■ TRY IT ■
In the listing below, start your output at the line with "const MISREAD_YEAR: i32 = 2069;" and end it after the line with "pub fn parse_watch_date(date: &str)", copying every line exactly.
Segment Open
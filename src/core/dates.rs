//! Watch-date parsing.
//!
//! Dates arrive as `M/D/YY` text. Anything that does not parse is kept for
//! display but never contributes to a "most recent" sort key.

use chrono::{Datelike, NaiveDate};

/// Format of exported watch dates.
const DATE_FORMAT: &str = "%m/%d/%y";

/// chrono reads two-digit `69` as 2069; exports mean 1969 (`69`-`99` are 19xx).
const MISREAD_YEAR: i32 = 2069;

/// Parse a `M/D/YY` watch date.
///
/// Two-digit years `00`-`68` are 20xx and `69`-`99` are 19xx.
/// Returns `None` for malformed or impossible dates.
pub fn parse_watch_date(date: &str) -> Option<NaiveDate> {
    let parsed = NaiveDate::parse_from_str(date.trim(), DATE_FORMAT).ok()?;
    if parsed.year() == MISREAD_YEAR {
        return parsed.with_year(MISREAD_YEAR - 100);
    }
    Some(parsed)
}

/// Unix timestamp (UTC midnight) of a watch date, if it parses.
pub fn watch_timestamp(date: &str) -> Option<i64> {
    parse_watch_date(date)
        .and_then(|d| d.and_hms_opt(0, 0, 0))
        .map(|dt| dt.and_utc().timestamp())
}

/// Most recent timestamp among `dates`.
///
/// Unparsable dates are ignored; if nothing beats zero the result is zero.
pub fn latest_timestamp<'a, I>(dates: I) -> i64
where
    I: IntoIterator<Item = &'a str>,
{
    dates
        .into_iter()
        .filter_map(watch_timestamp)
        .fold(0, i64::max)
}

#[cfg(test)]
mod tests {
    use super::*;

    #[test]
    fn test_parse_unpadded_date() {
        assert_eq!(
            parse_watch_date("1/2/23"),
            NaiveDate::from_ymd_opt(2023, 1, 2)
        );
        assert_eq!(
            parse_watch_date("12/31/99"),
            NaiveDate::from_ymd_opt(1999, 12, 31)
        );
    }

    #[test]
    fn test_two_digit_year_century() {
        assert_eq!(
            parse_watch_date("12/31/68"),
            NaiveDate::from_ymd_opt(2068, 12, 31)
        );
        assert_eq!(
            parse_watch_date("12/31/69"),
            NaiveDate::from_ymd_opt(1969, 12, 31)
        );
        assert_eq!(
            parse_watch_date("1/1/70"),
            NaiveDate::from_ymd_opt(1970, 1, 1)
        );
    }

    #[test]
    fn test_1969_date_never_wins() {
        assert_eq!(
            latest_timestamp(["12/31/69", "1/1/20"]),
            watch_timestamp("1/1/20").unwrap()
        );
        assert_eq!(latest_timestamp(["12/31/69"]), 0);
    }

    #[test]
    fn test_parse_rejects_malformed() {
        assert_eq!(parse_watch_date("not-a-date"), None);
        assert_eq!(parse_watch_date("2/30/23"), None);
        assert_eq!(parse_watch_date("2023-01-02"), None);
        assert_eq!(parse_watch_date(""), None);
    }

    #[test]
    fn test_latest_timestamp() {
        let ts = latest_timestamp(["1/1/20", "3/1/20", "2/1/20"]);
        assert_eq!(ts, watch_timestamp("3/1/20").unwrap());
        assert_eq!(ts, 1_583_020_800);
    }

    #[test]
    fn test_latest_timestamp_ignores_malformed() {
        let ts = latest_timestamp(["not-a-date", "1/1/20"]);
        assert_eq!(ts, watch_timestamp("1/1/20").unwrap());
        assert_eq!(latest_timestamp(["not-a-date"]), 0);
        assert_eq!(latest_timestamp(std::iter::empty()), 0);
    }
}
Segment Closed
■ RESPONSE TO THIS TASK ■
const MISREAD_YEAR: i32 = 2069;

/// Parse a `M/D/YY` watch date.
///
/// Two-digit years `00`-`68` are 20xx and `69`-`99` are 19xx.
/// Returns `None` for malformed or impossible dates.
pub fn parse_watch_date(date: &str) -> Option<NaiveDate> {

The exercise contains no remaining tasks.